◆ **Records for the exercise**:

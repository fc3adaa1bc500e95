//! Worksheet XML writer

use std::fs::File;
use std::io::Write;
use std::path::Path;

use log::trace;

use crate::error::XlsxResult;
use crate::SPREADSHEETML_NS;
use duke_rules_core::{DataValidation, ValidationType, Workbook, Worksheet};

/// Writes worksheet parts
pub struct XlsxWriter;

impl XlsxWriter {
    /// Serialize a worksheet fragment to a file
    pub fn write_file<P: AsRef<Path>>(sheet: &Worksheet, path: P) -> XlsxResult<()> {
        let file = File::create(path)?;
        Self::write(sheet, file)
    }

    /// Serialize a worksheet fragment to a writer
    pub fn write<W: Write>(sheet: &Worksheet, mut writer: W) -> XlsxResult<()> {
        writer.write_all(Self::write_worksheet(sheet).as_bytes())?;
        writer.flush()?;
        Ok(())
    }

    /// Serialize every fragment of a workbook as `(part path, xml)` pairs
    ///
    /// Sheets are visited in tab order; a sheet no rule was ever added to
    /// still gets a part with an empty `<sheetData/>`.
    pub fn worksheet_parts(workbook: &Workbook) -> XlsxResult<Vec<(String, String)>> {
        let mut parts = Vec::with_capacity(workbook.sheet_count());
        for name in workbook.sheet_names() {
            let handle = workbook.worksheet(name)?;
            let sheet = handle.read();
            parts.push((sheet.path().to_string(), Self::write_worksheet(&sheet)));
        }
        Ok(parts)
    }

    /// Serialize a worksheet fragment to a complete part
    pub fn write_worksheet(sheet: &Worksheet) -> String {
        trace!("writing worksheet part {}", sheet.path());

        let mut content = format!(
            r#"<?xml version="1.0" encoding="UTF-8" standalone="yes"?>
<worksheet xmlns="{}">
    <sheetData/>"#,
            SPREADSHEETML_NS
        );
        Self::write_data_validations(&mut content, sheet);
        content.push_str("\n</worksheet>");
        content
    }

    /// Serialize only the `<dataValidations>` section; empty when the sheet has none
    pub fn data_validations_xml(sheet: &Worksheet) -> String {
        let mut content = String::new();
        Self::write_data_validations(&mut content, sheet);
        content
    }

    fn write_data_validations(content: &mut String, sheet: &Worksheet) {
        // A rule without cells has no sqref to write
        let validations: Vec<&DataValidation> = sheet
            .data_validation_list()
            .iter()
            .filter(|validation| !validation.sqref.is_empty())
            .collect();
        if validations.is_empty() {
            return;
        }

        content.push_str(&format!(
            "\n    <dataValidations count=\"{}\">",
            validations.len()
        ));
        for validation in validations {
            Self::write_data_validation(content, validation);
        }
        content.push_str("\n    </dataValidations>");
    }

    fn write_data_validation(content: &mut String, validation: &DataValidation) {
        let type_attr = match validation.validation_type {
            ValidationType::None => String::new(),
            _ => format!(" type=\"{}\"", validation.validation_type.xlsx_type()),
        };

        let operator_attr = if validation.validation_type.is_comparison() {
            format!(" operator=\"{}\"", validation.operator.xlsx_operator())
        } else {
            String::new()
        };

        let allow_blank = if validation.allow_blank {
            " allowBlank=\"1\""
        } else {
            ""
        };
        // showDropDown="1" hides the in-cell dropdown
        let show_dropdown = if !validation.show_dropdown {
            " showDropDown=\"1\""
        } else {
            ""
        };
        let show_input = if validation.input_prompt.enabled {
            " showInputMessage=\"1\""
        } else {
            ""
        };
        let show_error = if validation.error_alert.enabled {
            " showErrorMessage=\"1\""
        } else {
            ""
        };

        let error_style = match validation.error_style {
            duke_rules_core::ErrorStyle::Stop => String::new(),
            style => format!(" errorStyle=\"{}\"", style.xlsx_style()),
        };

        let error_title = Self::text_attr("errorTitle", &validation.error_alert.title);
        let error_msg = Self::text_attr("error", &validation.error_alert.body);
        let prompt_title = Self::text_attr("promptTitle", &validation.input_prompt.title);
        let prompt_msg = Self::text_attr("prompt", &validation.input_prompt.body);

        content.push_str(&format!(
            "\n        <dataValidation{}{}{}{}{}{}{}{}{}{}{} sqref=\"{}\">",
            type_attr,
            operator_attr,
            allow_blank,
            show_dropdown,
            show_input,
            show_error,
            error_style,
            error_title,
            error_msg,
            prompt_title,
            prompt_msg,
            validation.sqref
        ));

        // Formula text is stored escaped and goes in as is
        if let Some(formula1) = validation.formula1() {
            content.push_str(&format!(
                "\n            <formula1>{}</formula1>",
                formula1
            ));
        }
        if let Some(formula2) = validation.formula2() {
            content.push_str(&format!(
                "\n            <formula2>{}</formula2>",
                formula2
            ));
        }

        content.push_str("\n        </dataValidation>");
    }

    fn text_attr(name: &str, value: &Option<String>) -> String {
        value.as_ref().map_or(String::new(), |v| {
            format!(" {}=\"{}\"", name, Self::escape_xml(v))
        })
    }

    fn escape_xml(s: &str) -> String {
        s.replace('&', "&amp;")
            .replace('<', "&lt;")
            .replace('>', "&gt;")
            .replace('"', "&quot;")
            .replace('\'', "&apos;")
    }
}
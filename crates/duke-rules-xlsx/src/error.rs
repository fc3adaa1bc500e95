//! XLSX error types

use thiserror::Error;

/// Result type for XLSX operations
pub type XlsxResult<T> = std::result::Result<T, XlsxError>;

/// Errors that can occur during XLSX reading/writing
#[derive(Debug, Error)]
pub enum XlsxError {
    /// IO error
    #[error("IO error: {0}")]
    Io(#[from] std::io::Error),

    /// XML error
    #[error("XML error: {0}")]
    Xml(#[from] quick_xml::Error),

    /// Parse error
    #[error("Parse error: {0}")]
    Parse(String),

    /// Core error
    #[error("Core error: {0}")]
    Core(#[from] duke_rules_core::Error),
}
//! Workbook type - the main document structure

use crate::error::{Error, Result};
use crate::formula::ListLimits;
use crate::registry::{SheetHandle, SheetRegistry};
use crate::rules::{RuleStore, SheetCatalog};
use crate::validation::DataValidation;
use crate::MAX_SHEET_NAME_LEN;

/// Characters a sheet name cannot contain
const INVALID_SHEET_NAME_CHARS: &[char] = &[':', '\\', '/', '?', '*', '[', ']'];

/// A workbook (spreadsheet document)
///
/// The workbook owns the sheet list and the registry of worksheet
/// fragments. Rule operations take `&self`, so a workbook can be shared
/// between threads that add and delete validations concurrently.
#[derive(Debug)]
pub struct Workbook {
    /// Sheets in tab order
    sheets: Vec<SheetEntry>,
    /// Next sheet id to hand out
    next_sheet_id: u32,
    /// Workbook settings
    settings: WorkbookSettings,
    /// Worksheet fragments, created on first reference
    registry: SheetRegistry,
}

#[derive(Debug, Clone)]
struct SheetEntry {
    name: String,
    sheet_id: u32,
}

impl SheetEntry {
    fn key(&self) -> String {
        format!("xl/worksheets/sheet{}.xml", self.sheet_id)
    }
}

impl Workbook {
    /// Create a new workbook with one worksheet named "Sheet1"
    pub fn new() -> Self {
        Self::with_settings(WorkbookSettings::default())
    }

    /// Create a new workbook with custom settings
    pub fn with_settings(settings: WorkbookSettings) -> Self {
        let mut wb = Self::empty();
        wb.settings = settings;
        wb.push_sheet("Sheet1");
        wb
    }

    /// Create an empty workbook with no worksheets
    pub fn empty() -> Self {
        Self {
            sheets: Vec::new(),
            next_sheet_id: 1,
            settings: WorkbookSettings::default(),
            registry: SheetRegistry::new(),
        }
    }

    /// Get the number of worksheets
    pub fn sheet_count(&self) -> usize {
        self.sheets.len()
    }

    /// Check if the workbook has no worksheets
    pub fn is_empty(&self) -> bool {
        self.sheets.is_empty()
    }

    /// Sheet names in tab order
    pub fn sheet_names(&self) -> Vec<&str> {
        self.sheets.iter().map(|s| s.name.as_str()).collect()
    }

    /// Get the index of a worksheet by name (case-insensitive)
    pub fn sheet_index(&self, name: &str) -> Option<usize> {
        let name_lower = name.to_lowercase();
        self.sheets
            .iter()
            .position(|s| s.name.to_lowercase() == name_lower)
    }

    /// Add a new worksheet with a generated name
    pub fn add_worksheet(&mut self) -> Result<usize> {
        let name = self.generate_sheet_name();
        self.add_worksheet_with_name(&name)
    }

    /// Add a new worksheet with specified name
    pub fn add_worksheet_with_name(&mut self, name: &str) -> Result<usize> {
        validate_sheet_name(name)?;
        self.check_duplicate(name, None)?;
        Ok(self.push_sheet(name))
    }

    fn push_sheet(&mut self, name: &str) -> usize {
        let index = self.sheets.len();
        self.sheets.push(SheetEntry {
            name: name.to_string(),
            sheet_id: self.next_sheet_id,
        });
        self.next_sheet_id += 1;
        index
    }

    /// Remove a worksheet and its fragment
    pub fn remove_worksheet(&mut self, name: &str) -> Result<()> {
        let index = self
            .sheet_index(name)
            .ok_or_else(|| Error::SheetNotFound(name.to_string()))?;
        let entry = self.sheets.remove(index);
        self.registry.remove(&entry.key());
        Ok(())
    }

    /// Rename a worksheet; its fragment key does not change
    pub fn rename_worksheet(&mut self, name: &str, new_name: &str) -> Result<()> {
        let index = self
            .sheet_index(name)
            .ok_or_else(|| Error::SheetNotFound(name.to_string()))?;
        validate_sheet_name(new_name)?;
        self.check_duplicate(new_name, Some(index))?;

        let entry = &mut self.sheets[index];
        entry.name = new_name.to_string();
        if let Some(handle) = self.registry.get(&entry.key()) {
            handle.write().set_name(new_name);
        }
        Ok(())
    }

    /// Get workbook settings
    pub fn settings(&self) -> &WorkbookSettings {
        &self.settings
    }

    /// Get mutable workbook settings
    pub fn settings_mut(&mut self) -> &mut WorkbookSettings {
        &mut self.settings
    }

    /// The fragment registry
    pub fn registry(&self) -> &SheetRegistry {
        &self.registry
    }

    /// Rule operations on this workbook's sheets
    pub fn rules(&self) -> RuleStore<'_, Self> {
        RuleStore::new(self, &self.registry)
    }

    /// Get the fragment for a sheet, creating it on first use
    pub fn worksheet(&self, name: &str) -> Result<SheetHandle> {
        self.rules().sheet(name)
    }

    // ==================== Data Validations ====================

    /// Add a data validation rule to a sheet
    ///
    /// # Example
    /// ```
    /// use duke_rules_core::{DataValidation, Workbook};
    ///
    /// let wb = Workbook::new();
    /// let mut dv = DataValidation::new(true);
    /// dv.set_sqref("A1:A10").unwrap();
    /// dv.set_drop_list(&["Yes", "No"]).unwrap();
    /// wb.add_data_validation("Sheet1", dv).unwrap();
    /// ```
    pub fn add_data_validation(&self, sheet: &str, validation: DataValidation) -> Result<()> {
        self.rules().add(sheet, validation)
    }

    /// Get the data validation rules of a sheet in insertion order
    pub fn data_validations(&self, sheet: &str) -> Result<Vec<DataValidation>> {
        self.rules().list(sheet)
    }

    /// Delete data validations on a sheet
    ///
    /// With a range, the cells of that range are removed from every rule;
    /// without one, every rule on the sheet is deleted.
    pub fn delete_data_validation(&self, sheet: &str, range: Option<&str>) -> Result<()> {
        match range {
            Some(range) => self.rules().delete_range(sheet, range),
            None => self.rules().delete_all(sheet),
        }
    }

    /// First data validation covering a cell
    pub fn data_validation_at(&self, sheet: &str, cell: &str) -> Result<Option<DataValidation>> {
        self.rules().find(sheet, cell)
    }

    /// Build a list validation using this workbook's list limits
    pub fn drop_list<S: AsRef<str>>(&self, sqref: &str, items: &[S]) -> Result<DataValidation> {
        let mut dv = DataValidation::new(true);
        dv.set_sqref(sqref)?;
        dv.set_drop_list_with(items, &self.settings.list_limits)?;
        Ok(dv)
    }

    /// Check for duplicate names (case-insensitive), optionally excluding a sheet
    fn check_duplicate(&self, name: &str, exclude_index: Option<usize>) -> Result<()> {
        match self.sheet_index(name) {
            Some(i) if Some(i) != exclude_index => Err(Error::DuplicateSheetName(name.into())),
            _ => Ok(()),
        }
    }

    /// Generate a unique sheet name
    fn generate_sheet_name(&self) -> String {
        let mut n = self.sheets.len() + 1;
        loop {
            let name = format!("Sheet{}", n);
            if self.sheet_index(&name).is_none() {
                return name;
            }
            n += 1;
        }
    }
}

impl Default for Workbook {
    fn default() -> Self {
        Self::new()
    }
}

impl SheetCatalog for Workbook {
    fn validate_sheet_name(&self, name: &str) -> Result<()> {
        validate_sheet_name(name)
    }

    fn sheet_key(&self, name: &str) -> Result<String> {
        self.sheet_index(name)
            .map(|i| self.sheets[i].key())
            .ok_or_else(|| Error::SheetNotFound(name.to_string()))
    }

    fn new_fragment(&self, name: &str, key: &str) -> crate::worksheet::Worksheet {
        let name = self
            .sheet_index(name)
            .map_or(name, |i| self.sheets[i].name.as_str());
        crate::worksheet::Worksheet::new(name, key)
    }
}

/// Validate a sheet name against the characters and length spreadsheets allow
pub fn validate_sheet_name(name: &str) -> Result<()> {
    // Check length
    if name.is_empty() {
        return Err(Error::InvalidSheetName("Sheet name cannot be empty".into()));
    }
    if name.chars().count() > MAX_SHEET_NAME_LEN {
        return Err(Error::InvalidSheetName(format!(
            "Sheet name too long (max {} characters)",
            MAX_SHEET_NAME_LEN
        )));
    }

    // Check for invalid characters
    for c in INVALID_SHEET_NAME_CHARS {
        if name.contains(*c) {
            return Err(Error::InvalidSheetName(format!(
                "Sheet name cannot contain '{}'",
                c
            )));
        }
    }

    Ok(())
}

/// Workbook-level settings
#[derive(Debug, Clone, Default, PartialEq, Eq)]
#[cfg_attr(feature = "serde", derive(serde::Serialize, serde::Deserialize))]
pub struct WorkbookSettings {
    /// Limits applied to inline list validations
    pub list_limits: ListLimits,
}
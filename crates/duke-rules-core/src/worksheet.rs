//! Worksheet fragment
//!
//! A [`Worksheet`] is the in-memory form of one `xl/worksheets/sheetN.xml`
//! part, reduced to what the validation layer reads and writes.

use crate::cell::CellAddress;
use crate::validation::DataValidation;

/// The `<dataValidations>` section of a worksheet
#[derive(Debug, Clone, Default, PartialEq)]
#[cfg_attr(feature = "serde", derive(serde::Serialize, serde::Deserialize))]
pub struct DataValidations {
    items: Vec<DataValidation>,
}

impl DataValidations {
    /// Number of rules, as written to the `count` attribute
    pub fn count(&self) -> usize {
        self.items.len()
    }

    /// Rules in insertion order
    pub fn iter(&self) -> impl Iterator<Item = &DataValidation> {
        self.items.iter()
    }

    /// Rules as a slice
    pub fn as_slice(&self) -> &[DataValidation] {
        &self.items
    }
}

impl From<Vec<DataValidation>> for DataValidations {
    fn from(items: Vec<DataValidation>) -> Self {
        Self { items }
    }
}

/// A worksheet fragment
#[derive(Debug, Clone, PartialEq)]
#[cfg_attr(feature = "serde", derive(serde::Serialize, serde::Deserialize))]
pub struct Worksheet {
    /// Sheet name
    name: String,
    /// Part path inside the package
    path: String,
    /// Data validations; `None` when the sheet has none so the section is omitted
    data_validations: Option<DataValidations>,
}

impl Worksheet {
    /// Create an empty fragment
    pub fn new<S: Into<String>, P: Into<String>>(name: S, path: P) -> Self {
        Self {
            name: name.into(),
            path: path.into(),
            data_validations: None,
        }
    }

    /// Get the sheet name
    pub fn name(&self) -> &str {
        &self.name
    }

    /// Set the sheet name
    pub fn set_name<S: Into<String>>(&mut self, name: S) {
        self.name = name.into();
    }

    /// Get the part path (`xl/worksheets/sheet1.xml`)
    pub fn path(&self) -> &str {
        &self.path
    }

    /// The validation section, absent when there are no rules
    pub fn data_validations(&self) -> Option<&DataValidations> {
        self.data_validations.as_ref()
    }

    /// Rules in insertion order, empty when the section is absent
    pub fn data_validation_list(&self) -> &[DataValidation] {
        match &self.data_validations {
            Some(section) => section.as_slice(),
            None => &[],
        }
    }

    /// Append a rule
    pub fn add_data_validation(&mut self, validation: DataValidation) {
        self.data_validations
            .get_or_insert_with(DataValidations::default)
            .items
            .push(validation);
    }

    /// Replace every rule; an empty list clears the section
    pub fn set_data_validations(&mut self, items: Vec<DataValidation>) {
        self.data_validations = if items.is_empty() {
            None
        } else {
            Some(DataValidations { items })
        };
    }

    /// Take every rule out, leaving the section absent
    pub fn take_data_validations(&mut self) -> Vec<DataValidation> {
        self.data_validations
            .take()
            .map(|dv| dv.items)
            .unwrap_or_default()
    }

    /// Remove the section entirely
    pub fn clear_data_validations(&mut self) {
        self.data_validations = None;
    }

    /// First rule covering a cell
    pub fn data_validation_at(&self, addr: &CellAddress) -> Option<&DataValidation> {
        self.data_validation_list()
            .iter()
            .find(|dv| dv.sqref.contains_cell(addr))
    }
}

#[cfg(test)]
mod tests {
    use super::*;

    fn rule(sqref: &str) -> DataValidation {
        let mut dv = DataValidation::new(true);
        dv.set_sqref(sqref).unwrap();
        dv
    }

    #[test]
    fn test_new_fragment_has_no_section() {
        let ws = Worksheet::new("Sheet1", "xl/worksheets/sheet1.xml");
        assert_eq!(ws.name(), "Sheet1");
        assert_eq!(ws.path(), "xl/worksheets/sheet1.xml");
        assert!(ws.data_validations().is_none());
        assert!(ws.data_validation_list().is_empty());
    }

    #[test]
    fn test_add_and_clear() {
        let mut ws = Worksheet::new("Sheet1", "xl/worksheets/sheet1.xml");
        ws.add_data_validation(rule("A1"));
        ws.add_data_validation(rule("B1"));
        assert_eq!(ws.data_validations().map(DataValidations::count), Some(2));

        ws.clear_data_validations();
        assert!(ws.data_validations().is_none());
    }

    #[test]
    fn test_empty_replacement_removes_section() {
        let mut ws = Worksheet::new("Sheet1", "xl/worksheets/sheet1.xml");
        ws.add_data_validation(rule("A1"));
        let taken = ws.take_data_validations();
        assert_eq!(taken.len(), 1);
        assert!(ws.data_validations().is_none());

        ws.set_data_validations(Vec::new());
        assert!(ws.data_validations().is_none());
    }

    #[test]
    fn test_data_validation_at() {
        let mut ws = Worksheet::new("Sheet1", "xl/worksheets/sheet1.xml");
        ws.add_data_validation(rule("A1:A5"));
        ws.add_data_validation(rule("A3 B1"));

        let a3 = CellAddress::parse("A3").unwrap();
        assert_eq!(ws.data_validation_at(&a3).unwrap().sqref.to_string(), "A1:A5");
        let b1 = CellAddress::parse("B1").unwrap();
        assert_eq!(ws.data_validation_at(&b1).unwrap().sqref.to_string(), "A3 B1");
        assert!(ws.data_validation_at(&CellAddress::new(9, 9)).is_none());
    }
}
//! # duke-rules-xlsx
//!
//! Reads and writes the `<dataValidations>` section of SpreadsheetML
//! worksheet parts (`xl/worksheets/sheetN.xml`).
//!
//! ```rust
//! use duke_rules_core::{DataValidation, Workbook};
//! use duke_rules_xlsx::{XlsxReader, XlsxWriter};
//!
//! let wb = Workbook::new();
//! let mut dv = DataValidation::new(true);
//! dv.set_sqref("B1:B9").unwrap();
//! dv.set_drop_list(&["Yes", "No"]).unwrap();
//! wb.add_data_validation("Sheet1", dv).unwrap();
//!
//! let sheet = wb.worksheet("Sheet1").unwrap();
//! let xml = XlsxWriter::write_worksheet(&sheet.read());
//! let rules = XlsxReader::read_data_validations(&xml).unwrap();
//! assert_eq!(rules, wb.data_validations("Sheet1").unwrap());
//! ```

pub mod error;
pub mod reader;
pub mod writer;

pub use error::{XlsxError, XlsxResult};
pub use reader::XlsxReader;
pub use writer::XlsxWriter;

/// SpreadsheetML main namespace
pub const SPREADSHEETML_NS: &str = "http://schemas.openxmlformats.org/spreadsheetml/2006/main";
//! Error types for duke-rules-core

use thiserror::Error;

/// Result type alias using [`Error`]
pub type Result<T> = std::result::Result<T, Error>;

/// Errors that can occur in duke-rules-core
#[derive(Debug, Clone, PartialEq, Error)]
pub enum Error {
    /// A cell name could not be decoded into coordinates
    #[error("invalid cell name \"{0}\"")]
    InvalidCellName(String),

    /// Row index out of bounds
    #[error("row number {0} out of bounds (max: {1})")]
    RowOutOfBounds(u32, u32),

    /// Column index out of bounds
    #[error("column number {0} out of bounds (max: {1})")]
    ColumnOutOfBounds(u32, u16),

    /// A range reference token could not be converted to coordinates
    #[error("cannot convert cell \"{text}\" to coordinates: {cause}")]
    InvalidRange {
        /// The offending cell token
        text: String,
        /// The underlying cell name error
        #[source]
        cause: Box<Error>,
    },

    /// A rule was added without any target cells
    #[error("data validation has no cell range")]
    MissingRange,

    /// Sheet not found by name
    #[error("sheet {0} does not exist")]
    SheetNotFound(String),

    /// Invalid sheet name
    #[error("invalid sheet name: {0}")]
    InvalidSheetName(String),

    /// Duplicate sheet name
    #[error("sheet name already exists: {0}")]
    DuplicateSheetName(String),

    /// A list formula is wider than the format allows, or has too many items
    #[error("data validation formula exceeds the limit of {max} {unit} (got {actual})")]
    FormulaTooLong {
        actual: usize,
        max: usize,
        unit: &'static str,
    },

    /// A single list item is wider than the format allows on its own
    #[error("data validation list item {item} is {width} characters wide (max: {max})")]
    FormulaFieldTooLong { item: usize, width: usize, max: usize },

    /// An operand is absent, of the wrong shape, or not representable
    #[error("invalid data validation operand: {0}")]
    InvalidOperand(String),

    /// A numeric operand lies outside the representable range
    #[error("data validation operand {0} exceeds the representable range")]
    OperandRange(f64),
}

impl Error {
    /// Wrap a cell name failure for the given range token
    pub fn invalid_range<S: Into<String>>(text: S, cause: Error) -> Self {
        Error::InvalidRange {
            text: text.into(),
            cause: Box::new(cause),
        }
    }

    /// Create an invalid operand error with a message
    pub fn invalid_operand<S: Into<String>>(msg: S) -> Self {
        Error::InvalidOperand(msg.into())
    }
}
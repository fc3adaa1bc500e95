//! Prelude module - common imports for duke-rules users
//!
//! ```rust
//! use duke_rules::prelude::*;
//! ```

pub use crate::{
    AlertKind,
    CellAddress,
    CellRange,
    // Data validation types
    DataValidation,
    // Error types
    Error,
    ErrorStyle,
    Operand,
    Result,
    Sqref,
    ValidationOperator,
    ValidationType,
    // Main types
    Workbook,
    // Extension traits
    WorkbookExt,
    Worksheet,

    // I/O types
    XlsxReader,
    XlsxWriter,
};
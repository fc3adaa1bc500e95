//! # duke-rules-core
//!
//! Core data structures for the duke-rules spreadsheet validation library.
//!
//! This crate provides the fundamental types used throughout duke-rules:
//! - [`CellAddress`] and [`CellRange`] - Cell addressing and rectangles
//! - [`Sqref`] - Multi-rectangle range references with intersection and subtraction
//! - [`DataValidation`] - A data validation rule bound to a range reference
//! - [`formula`] - Synthesis of list formulas with width accounting
//! - [`RuleStore`] - Per-sheet add/list/delete of validation rules
//! - [`SheetRegistry`] - The shared, lazily populated sheet fragment map
//! - [`Workbook`], [`Worksheet`] - The document and its per-sheet fragments
//!
//! ## Example
//!
//! ```rust
//! use duke_rules_core::{DataValidation, ValidationOperator, ValidationType, Workbook};
//!
//! let wb = Workbook::new();
//!
//! let mut dv = DataValidation::new(true);
//! dv.set_sqref("A1:B2").unwrap();
//! dv.set_operands(10, 20, ValidationType::Whole, ValidationOperator::Between)
//!     .unwrap();
//! wb.add_data_validation("Sheet1", dv).unwrap();
//!
//! assert_eq!(wb.data_validations("Sheet1").unwrap().len(), 1);
//! ```

pub mod cell;
pub mod error;
pub mod formula;
pub mod registry;
pub mod rules;
pub mod sqref;
pub mod validation;
pub mod workbook;
pub mod worksheet;

// Re-exports for convenience
pub use cell::{cell_name_to_coordinates, coordinates_to_cell_name, CellAddress, CellRange};
pub use error::{Error, Result};
pub use formula::ListLimits;
pub use registry::{SheetHandle, SheetRegistry};
pub use rules::{RuleStore, SheetCatalog};
pub use sqref::Sqref;
pub use validation::{
    Alert, AlertKind, DataValidation, ErrorStyle, Operand, ValidationOperator, ValidationType,
};
pub use workbook::{Workbook, WorkbookSettings};
pub use worksheet::{DataValidations, Worksheet};

/// Maximum number of rows in a worksheet (Excel limit)
pub const MAX_ROWS: u32 = 1_048_576;

/// Maximum number of columns in a worksheet (Excel limit)
pub const MAX_COLS: u16 = 16_384;

/// Maximum length of a sheet name
pub const MAX_SHEET_NAME_LEN: usize = 31;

◆ **Try it**: Exactly as written, reproduce the lines of the data above from the first line through the line where "let file = File::create(path)?;" appears.

◆ **Your response**:
repository fc3adaa1bc500e95
//! Worksheet XML writer

use std::fs::File;
use std::io::Write;
use std::path::Path;

use log::trace;

use crate::error::XlsxResult;
use crate::SPREADSHEETML_NS;
use duke_rules_core::{DataValidation, ValidationType, Workbook, Worksheet};

/// Writes worksheet parts
pub struct XlsxWriter;

impl XlsxWriter {
    /// Serialize a worksheet fragment to a file
    pub fn write_file<P: AsRef<Path>>(sheet: &Worksheet, path: P) -> XlsxResult<()> {
        let file = File::create(path)?;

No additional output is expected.